One of the 11 limestone reliefs making up Birds and Animals of the Northwest (1937), Gilbertson's sculpture at the United States post office in Fond du Lac, Wisconsin
Boris Gilbertson (1907–1982) was an American sculptor.[1]
Early years
Gilbertson was born in
Evanston, Illinois in 1907 to a Norwegian-Russian family and spent much of his childhood with his grandparents outside Chicago, Illinois. He began studies in
physics at the
University of Chicago but soon switched to art and enrolled at this
School of the Art Institute of Chicago. He married Genevieve Van Metre and they made their home in Bayfield County, Wisconsin.[2]
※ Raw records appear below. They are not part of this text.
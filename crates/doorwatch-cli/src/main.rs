use anyhow::{bail, Context, Result};
use chrono::{DateTime, NaiveDate, NaiveDateTime, NaiveTime, TimeDelta, Utc};
use clap::{Parser, Subcommand};
use doorwatch_core::memory::MemoryMismatchSink;
use doorwatch_core::{
    IdentityGallery, IdentityId, MismatchRecord, ReconcileRequest, Reconciler, Settings,
};
use doorwatch_hw::Camera;
use doorwatch_rpc::OdooClient;
use std::collections::BTreeSet;

mod report_store;

use report_store::ReportStore;

#[derive(Parser)]
#[command(name = "doorwatch", version, about = "Door attendance reconciliation CLI")]
struct Cli {
    #[command(subcommand)]
    command: Commands,
}

#[derive(Subcommand)]
enum Commands {
    /// Find door detections with no matching check-in/check-out
    Reconcile {
        /// Start of the range (YYYY-MM-DD, YYYY-MM-DD HH:MM[:SS] or RFC 3339; UTC)
        #[arg(long)]
        from: String,
        /// End of the range; a bare date means the end of that day
        #[arg(long)]
        to: String,
        /// Only reconcile this employee id (repeatable)
        #[arg(long = "employee", value_name = "ID")]
        employees: Vec<i64>,
        /// Attendance window around each detection, in minutes
        #[arg(long)]
        window_mins: Option<i64>,
        /// Print the result without replacing the stored report
        #[arg(long)]
        dry_run: bool,
        #[arg(long)]
        json: bool,
    },
    /// Show the stored mismatch report
    Report {
        #[arg(long)]
        json: bool,
    },
    /// List employees with a registered face
    Gallery,
    /// List video capture devices
    Cameras,
}

fn main() -> Result<()> {
    tracing_subscriber::fmt()
        .with_env_filter(tracing_subscriber::EnvFilter::from_default_env())
        .init();

    let cli = Cli::parse();

    match cli.command {
        Commands::Reconcile {
            from,
            to,
            employees,
            window_mins,
            dry_run,
            json,
        } => {
            let settings = Settings::load().context("failed to load configuration")?;
            let window = match window_mins {
                Some(m) if m < 0 => bail!("--window-mins must not be negative"),
                Some(m) => TimeDelta::try_minutes(m).context("--window-mins is too large")?,
                None => settings.reconcile_window,
            };
            let request = ReconcileRequest {
                from: parse_bound(&from, Bound::Start)?,
                to: parse_bound(&to, Bound::End)?,
                identities: (!employees.is_empty())
                    .then(|| employees.into_iter().map(IdentityId).collect::<BTreeSet<_>>()),
            };

            let client = OdooClient::connect(&settings.server)
                .context("failed to connect to the attendance server")?;
            let reconciler = Reconciler::new(window);
            let report = if dry_run {
                reconciler.run(&request, &client, &client, &mut MemoryMismatchSink::new())?
            } else {
                let mut store = ReportStore::open(&settings.report_db)?;
                reconciler.run(&request, &client, &client, &mut store)?
            };

            if json {
                let out = serde_json::json!({
                    "run_id": report.run_id,
                    "examined": report.examined,
                    "stored": !dry_run,
                    "mismatches": report.mismatches,
                });
                println!("{}", serde_json::to_string_pretty(&out)?);
            } else {
                print_lines(&report.mismatches);
                println!(
                    "{} of {} detections without attendance{}",
                    report.mismatches.len(),
                    report.examined,
                    if dry_run { " (dry run, not stored)" } else { "" }
                );
            }
        }
        Commands::Report { json } => {
            let settings = Settings::load().context("failed to load configuration")?;
            let report = ReportStore::open(&settings.report_db)?
                .load()
                .context("failed to read the stored report")?;
            if json {
                let out = serde_json::json!({
                    "run_id": report.run.map(|(id, _)| id),
                    "stored_at": report.run.map(|(_, at)| at),
                    "mismatches": report.lines,
                });
                println!("{}", serde_json::to_string_pretty(&out)?);
            } else {
                match report.run {
                    Some((id, at)) => {
                        println!("Run {id} stored {}", at.format("%Y-%m-%d %H:%M:%S UTC"))
                    }
                    None => println!("No reconciliation has been stored yet"),
                }
                print_lines(&report.lines);
            }
        }
        Commands::Gallery => {
            let settings = Settings::load().context("failed to load configuration")?;
            let client = OdooClient::connect(&settings.server)
                .context("failed to connect to the attendance server")?;
            let gallery = IdentityGallery::load(&client, settings.encoding_dim)?;
            if gallery.is_empty() {
                println!("No faces registered");
            }
            for identity in gallery.identities() {
                println!("{:>6}  {}", identity.id.0, identity.name);
            }
        }
        Commands::Cameras => {
            let devices = Camera::list_devices();
            if devices.is_empty() {
                println!("No video capture devices found");
            }
            for d in devices {
                println!("{}  {} ({})", d.path, d.name, d.driver);
            }
        }
    }

    Ok(())
}

fn print_lines(lines: &[MismatchRecord]) {
    if lines.is_empty() {
        println!("No mismatches");
        return;
    }
    println!(
        "{:<19}  {:>6}  {:<24}  {:>6}  {:<16}  REMARK",
        "DETECTED (UTC)", "ID", "NAME", "CONF", "CAMERA"
    );
    for l in lines {
        println!(
            "{:<19}  {:>6}  {:<24}  {:>5.1}%  {:<16}  {}",
            l.detected_at.format("%Y-%m-%d %H:%M:%S"),
            l.identity.0,
            l.identity_name.as_deref().unwrap_or("-"),
            l.confidence * 100.0,
            l.camera,
            l.remark
        );
    }
}

#[derive(Debug, Clone, Copy, PartialEq, Eq)]
enum Bound {
    Start,
    End,
}

/// Parse a range bound. A bare date is the start of the day, or its last second for [`Bound::End`].
fn parse_bound(text: &str, bound: Bound) -> Result<DateTime<Utc>> {
    let text = text.trim();
    if let Ok(t) = DateTime::parse_from_rfc3339(text) {
        return Ok(t.with_timezone(&Utc));
    }
    for format in ["%Y-%m-%d %H:%M:%S", "%Y-%m-%dT%H:%M:%S", "%Y-%m-%d %H:%M"] {
        if let Ok(t) = NaiveDateTime::parse_from_str(text, format) {
            return Ok(t.and_utc());
        }
    }
    let date = NaiveDate::parse_from_str(text, "%Y-%m-%d")
        .with_context(|| format!("unrecognised date/time {text:?}"))?;
    let time = match bound {
        Bound::Start => NaiveTime::MIN,
        Bound::End => NaiveTime::from_hms_opt(23, 59, 59).context("invalid end-of-day time")?,
    };
    Ok(date.and_time(time).and_utc())
}
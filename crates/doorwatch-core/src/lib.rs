//! doorwatch-core — Door monitoring engine.
//!
//! Matches face encodings from a door camera against a gallery of known
//! identities, suppresses repeat sightings, and reconciles the resulting
//! detections against the attendance ledger.

pub mod config;
pub mod cooldown;
pub mod gallery;
pub mod matcher;
pub mod memory;
pub mod ports;
pub mod reconcile;
pub mod types;

pub use config::{ConfigError, ServerSettings, Settings};
pub use cooldown::CooldownTracker;
pub use gallery::{GalleryError, IdentityGallery, Registration};
pub use matcher::{EuclideanMatcher, Matcher};
pub use ports::{
    AttendanceLedger, DetectionStore, EncoderError, EventLog, FaceEncoder, IdentityDirectory,
    MismatchSink, ServiceError,
};
pub use reconcile::{ReconcileError, ReconcileReport, ReconcileRequest, Reconciler};
pub use types::{
    AttendanceRecord, BoundingBox, DetectionEvent, Embedding, Identity, IdentityId, MatchResult,
    MismatchRecord,
};
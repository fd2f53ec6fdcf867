//! Frame type and image processing: pixel conversion, downscaling, snapshot crops.

use image::imageops::{self, FilterType};
use image::{GrayImage, ImageFormat};
use std::io::Cursor;

/// A captured grayscale camera frame.
#[derive(Clone)]
pub struct Frame {
    /// Grayscale pixel data (width * height bytes).
    pub data: Vec<u8>,
    pub width: u32,
    pub height: u32,
    pub timestamp: std::time::Instant,
    pub sequence: u32,
}

impl Frame {
    /// Wrap grayscale pixels, checking the buffer covers `width * height`.
    pub fn from_gray(
        data: Vec<u8>,
        width: u32,
        height: u32,
        sequence: u32,
    ) -> Result<Self, FrameError> {
        let expected = (width as usize) * (height as usize);
        if data.len() != expected {
            return Err(FrameError::InvalidLength {
                expected,
                actual: data.len(),
            });
        }
        Ok(Self {
            data,
            width,
            height,
            timestamp: std::time::Instant::now(),
            sequence,
        })
    }

    fn to_image(&self) -> Result<GrayImage, FrameError> {
        GrayImage::from_raw(self.width, self.height, self.data.clone()).ok_or(
            FrameError::InvalidLength {
                expected: (self.width as usize) * (self.height as usize),
                actual: self.data.len(),
            },
        )
    }

    fn from_image(img: GrayImage, sequence: u32) -> Self {
        let (width, height) = img.dimensions();
        Self {
            data: img.into_raw(),
            width,
            height,
            timestamp: std::time::Instant::now(),
            sequence,
        }
    }

    /// Resize by `factor` (bilinear). A factor of 1.0 or more returns a copy.
    pub fn downscale(&self, factor: f32) -> Result<Frame, FrameError> {
        if factor >= 1.0 {
            return Ok(self.clone());
        }
        if factor <= 0.0 || !factor.is_finite() {
            return Err(FrameError::InvalidScale(factor));
        }
        let w = ((self.width as f32 * factor).round() as u32).max(1);
        let h = ((self.height as f32 * factor).round() as u32).max(1);
        let img = self.to_image()?;
        let resized = imageops::resize(&img, w, h, FilterType::Triangle);
        Ok(Self::from_image(resized, self.sequence))
    }

    /// Crop the rectangle `(x, y, width, height)` grown by `pad` pixels on each
    /// side and clamped to the frame. `None` if nothing of it lies inside.
    pub fn crop_padded(&self, x: f32, y: f32, width: f32, height: f32, pad: u32) -> Option<Frame> {
        let pad = pad as f32;
        let left = (x.floor() - pad).max(0.0);
        let top = (y.floor() - pad).max(0.0);
        let right = ((x + width).ceil() + pad).min(self.width as f32);
        let bottom = ((y + height).ceil() + pad).min(self.height as f32);
        if !(right > left && bottom > top) {
            return None;
        }
        let (left, top) = (left as u32, top as u32);
        let (w, h) = (right as u32 - left, bottom as u32 - top);
        let img = self.to_image().ok()?;
        let cropped = imageops::crop_imm(&img, left, top, w, h).to_image();
        Some(Self::from_image(cropped, self.sequence))
    }

    /// Encode as JPEG.
    pub fn to_jpeg(&self) -> Result<Vec<u8>, FrameError> {
        let img = self.to_image()?;
        let mut buf = Vec::new();
        img.write_to(&mut Cursor::new(&mut buf), ImageFormat::Jpeg)
            .map_err(|e| FrameError::Encode(e.to_string()))?;
        Ok(buf)
    }
}

/// Convert packed YUYV (4:2:2) to grayscale by extracting the Y channel.
///
/// YUYV packs two pixels per 4 bytes: [Y0, U, Y1, V].
/// Grayscale = every even-indexed byte.
pub fn yuyv_to_grayscale(yuyv: &[u8], width: u32, height: u32) -> Result<Vec<u8>, FrameError> {
    let expected = (width * height * 2) as usize;
    if yuyv.len() < expected {
        return Err(FrameError::InvalidLength {
            expected,
            actual: yuyv.len(),
        });
    }
    Ok(yuyv[..expected].iter().step_by(2).copied().collect())
}

/// Convert 16-bit little-endian grayscale to 8-bit by keeping the high byte.
pub fn y16_to_grayscale(y16: &[u8], width: u32, height: u32) -> Result<Vec<u8>, FrameError> {
    let pixels = (width * height) as usize;
    if y16.len() < pixels * 2 {
        return Err(FrameError::InvalidLength {
            expected: pixels * 2,
            actual: y16.len(),
        });
    }
    Ok(y16[..pixels * 2].chunks_exact(2).map(|px| px[1]).collect())
}

#[derive(Debug, thiserror::Error)]
pub enum FrameError {
    #[error("invalid buffer length: expected {expected}, got {actual}")]
    InvalidLength { expected: usize, actual: usize },
    #[error("invalid scale factor {0}")]
    InvalidScale(f32),
    #[error("image encoding failed: {0}")]
    Encode(String),
}

#[cfg(test)]
mod tests {
    use super::*;

    fn gradient(width: u32, height: u32) -> Frame {
        let data = (0..width * height).map(|i| (i % 251) as u8).collect();
        Frame::from_gray(data, width, height, 0).unwrap()
    }

    #[test]
    fn test_yuyv_to_grayscale() {
        // 2x1 image: [Y0=100, U=128, Y1=200, V=128]
        let yuyv = vec![100, 128, 200, 128];
        let gray = yuyv_to_grayscale(&yuyv, 2, 1).unwrap();
        assert_eq!(gray, vec![100, 200]);
    }

    #[test]
    fn test_yuyv_invalid_length() {
        let yuyv = vec![100, 128]; // too short for 2x1
        assert!(yuyv_to_grayscale(&yuyv, 2, 1).is_err());
    }

    #[test]
    fn test_y16_keeps_high_byte() {
        let y16 = vec![0x34, 0x12, 0xFF, 0x80];
        assert_eq!(y16_to_grayscale(&y16, 2, 1).unwrap(), vec![0x12, 0x80]);
    }

    #[test]
    fn test_from_gray_rejects_short_buffer() {
        assert!(Frame::from_gray(vec![0; 5], 2, 3, 0).is_err());
    }

    #[test]
    fn test_downscale_half() {
        let frame = gradient(640, 480);
        let small = frame.downscale(0.5).unwrap();
        assert_eq!((small.width, small.height), (320, 240));
        assert_eq!(small.data.len(), 320 * 240);
    }

    #[test]
    fn test_downscale_identity_and_invalid() {
        let frame = gradient(8, 8);
        assert_eq!(frame.downscale(1.0).unwrap().data, frame.data);
        assert!(matches!(frame.downscale(0.0), Err(FrameError::InvalidScale(_))));
    }

    #[test]
    fn test_crop_padded_inside() {
        let frame = gradient(200, 100);
        let crop = frame.crop_padded(50.0, 40.0, 20.0, 10.0, 5).unwrap();
        assert_eq!((crop.width, crop.height), (30, 20));
        // Top-left pixel of the crop is (45, 35) in the source.
        assert_eq!(crop.data[0], frame.data[35 * 200 + 45]);
    }

    #[test]
    fn test_crop_padded_clamps_to_frame() {
        let frame = gradient(100, 100);
        let crop = frame.crop_padded(5.0, 90.0, 20.0, 20.0, 30).unwrap();
        assert_eq!((crop.width, crop.height), (55, 40));
    }

    #[test]
    fn test_crop_outside_frame() {
        let frame = gradient(100, 100);
        assert!(frame.crop_padded(300.0, 300.0, 10.0, 10.0, 0).is_none());
    }

    #[test]
    fn test_to_jpeg_has_soi_marker() {
        let jpeg = gradient(32, 16).to_jpeg().unwrap();
        assert_eq!(&jpeg[..2], &[0xFF, 0xD8]);
    }
}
Wild Ducks (1940), four-panel aluminum relief created for the New Deal post office in Janesville, Wisconsin. Installed vertically as a single unit at the original location, the panels now hang individually at the newer Janesville post office building.[3]
Much of Gilbertson's work consisted of sculpted
reliefs that were commissions for public buildings, including post office buildings, courthouses and government buildings. Consequently, many are part of the General Services Administration collection and have been transferred to the holdings of the
Smithsonian American Art Museum and
National Gallery of Art.[4] His most famous work may be his reliefs in the interior of the
Department of the Interior's
Main Interior Building in Washington DC.